[Data supplied]
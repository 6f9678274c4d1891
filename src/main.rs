use std::path::PathBuf;
use std::process::ExitCode;
use std::sync::Arc;

use anyhow::Context;
use clap::builder::BoolishValueParser;
use clap::{Parser, Subcommand};

use local_toolcall::agent_core::{
    AgentError, ConversationOrchestrator, ConversationOutcome, RunOutput,
};
use local_toolcall::inference::config::load_or_default;
use local_toolcall::inference::{InferenceClient, InferenceError, ModelsConfig};
use local_toolcall::{logging, tools};

/// Prompts run by `demo`: a tool question, a plain question, a Python one.
const DEMO_PROMPTS: [&str; 3] = [
    "What's the weather like in Tokyo in celsius?",
    "What is the capital of France?",
    "Can you please calculate the area of a circle with a radius of 7.5 and also find the 20th number in the Fibonacci sequence? Please provide the Python code to do this.",
];

#[derive(Parser)]
#[command(name = "local-toolcall", version)]
#[command(about = "Tool calling against a local OpenAI-compatible model server")]
struct Cli {
    /// Models config file (default: search for _models/config.yaml)
    #[arg(long, global = true, value_name = "PATH")]
    config: Option<PathBuf>,

    /// Override the endpoint base URL, e.g. http://localhost:1234/v1
    #[arg(long, global = true, value_name = "URL")]
    base_url: Option<String>,

    /// Override the model name sent with each request
    #[arg(long, global = true)]
    model: Option<String>,

    /// Print each stage of the conversation, not just the answer
    #[arg(short, long, global = true)]
    verbose: bool,

    /// Debug logging on stderr
    #[arg(
        long,
        global = true,
        env = "LOCAL_TOOLCALL_DEBUG",
        value_parser = BoolishValueParser::new()
    )]
    debug: bool,

    /// Write logs as JSON lines to this file instead of stderr
    #[arg(long, global = true, value_name = "PATH")]
    log_file: Option<PathBuf>,

    #[command(subcommand)]
    command: Commands,
}

#[derive(Subcommand)]
enum Commands {
    /// Ask one question with the demo tools available
    Ask {
        /// The user prompt
        prompt: String,
    },
    /// Run the built-in demo questions
    Demo,
    /// Print the tool schema shown to the model
    Tools,
    /// Check that the model server is up and list its models
    Health,
}

#[tokio::main]
async fn main() -> ExitCode {
    let cli = Cli::parse();

    if let Err(e) = logging::init_tracing(cli.debug, cli.log_file.as_deref()) {
        eprintln!("[WARN] {e:#}");
    }

    match run(cli).await {
        Ok(code) => code,
        Err(e) => {
            report_error(&e);
            ExitCode::FAILURE
        }
    }
}

async fn run(cli: Cli) -> anyhow::Result<ExitCode> {
    let config = load_config(&cli)?;

    match cli.command {
        Commands::Tools => {
            println!("{}", tools::demo_registry()?.describe());
            Ok(ExitCode::SUCCESS)
        }
        Commands::Health => health(&config).await,
        Commands::Ask { prompt } => {
            let orchestrator = build_orchestrator(&config)?;
            ask(&orchestrator, &prompt, cli.verbose).await?;
            Ok(ExitCode::SUCCESS)
        }
        Commands::Demo => {
            let orchestrator = build_orchestrator(&config)?;
            for (i, prompt) in DEMO_PROMPTS.iter().enumerate() {
                if i > 0 {
                    println!("\n{}\n", "=".repeat(50));
                }
                ask(&orchestrator, prompt, true).await?;
            }
            Ok(ExitCode::SUCCESS)
        }
    }
}

fn load_config(cli: &Cli) -> anyhow::Result<ModelsConfig> {
    let cwd = std::env::current_dir().context("cannot determine working directory")?;
    let mut config = load_or_default(cli.config.as_deref(), &cwd)?;
    config.apply_overrides(cli.base_url.as_deref(), cli.model.as_deref())?;
    Ok(config)
}

fn build_orchestrator(config: &ModelsConfig) -> anyhow::Result<ConversationOrchestrator> {
    let client = InferenceClient::from_config(config)?;
    tracing::info!(
        endpoint = %client.base_url(),
        model = %client.request_model_name(),
        "using model endpoint"
    );
    let registry = tools::demo_registry()?;
    Ok(ConversationOrchestrator::new(Arc::new(client), Arc::new(registry))
        .with_settings(config.orchestrator))
}

async fn ask(
    orchestrator: &ConversationOrchestrator,
    prompt: &str,
    verbose: bool,
) -> anyhow::Result<()> {
    if verbose {
        println!("--- User Question ---");
        println!("{prompt}");
    }

    let output = orchestrator.run(prompt).await?;

    if verbose {
        print_stages(&output);
    } else {
        println!("{}", output.outcome.answer());
    }
    Ok(())
}

fn print_stages(output: &RunOutput) {
    match &output.outcome {
        ConversationOutcome::ToolAssisted {
            tool_name,
            parameters,
            tool_output,
            answer,
        } => {
            println!("\n--- Tool Call Detected ---");
            println!("Tool: {tool_name}");
            println!("Parameters: {parameters}");
            println!("\n--- Tool Response ---");
            println!("{tool_output}");
            println!("\n--- Final Response from Model ---");
            println!("{answer}");
        }
        ConversationOutcome::DirectAnswer { answer } => {
            println!("\n--- Assistant Response (No Tool) ---");
            println!("{answer}");
        }
    }
}

async fn health(config: &ModelsConfig) -> anyhow::Result<ExitCode> {
    let client = InferenceClient::from_config(config)?;
    println!("Endpoint: {}", client.base_url());
    println!(
        "Model:    {} ({})",
        client.model_display_name(),
        client.request_model_name()
    );

    if !client.health_check().await {
        println!("Status:   unreachable");
        eprintln!("\nPlease ensure your model server is running at {}", client.base_url());
        return Ok(ExitCode::FAILURE);
    }
    println!("Status:   reachable");

    match client.list_models().await {
        Ok(models) if models.is_empty() => println!("No models loaded."),
        Ok(models) => {
            println!("Models:");
            for id in models {
                println!("  - {id}");
            }
        }
        Err(e) => tracing::warn!(error = %e, "could not list models"),
    }
    Ok(ExitCode::SUCCESS)
}

fn report_error(error: &anyhow::Error) {
    let inference = error.downcast_ref::<InferenceError>().or_else(|| {
        match error.downcast_ref::<AgentError>() {
            Some(AgentError::Inference(e)) => Some(e),
            _ => None,
        }
    });

    match inference {
        Some(InferenceError::HttpError { status, body }) => {
            eprintln!("\n[ERROR] HTTP Error: {status}");
            eprintln!("Response Body: {body}");
        }
        Some(e) => {
            eprintln!("\n[ERROR] {e}");
            if let Some(hint) = error_hint(e) {
                eprintln!("{hint}");
            }
        }
        None => eprintln!("\n[ERROR] {error:#}"),
    }
}

/// Follow-up advice for endpoint failures the user can act on.
fn error_hint(error: &InferenceError) -> Option<&'static str> {
    if error.is_unreachable() {
        return Some(
            "It's likely the model server is not running or no model is loaded.\n\
             Please ensure the server is active and a model is selected.",
        );
    }
    match error {
        InferenceError::Timeout { .. } => Some(
            "The server accepted the request but the model took too long to answer.\n\
             Try a smaller model, a shorter prompt, or raise request_timeout_secs in the models config.",
        ),
        _ => None,
    }
}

[What you will do]
Scan the listing for "ConversationOutcome" and copy out each line that has it.

[Expected answer]
    AgentError, ConversationOrchestrator, ConversationOutcome, RunOutput,
        ConversationOutcome::ToolAssisted {
        ConversationOutcome::DirectAnswer { answer } => {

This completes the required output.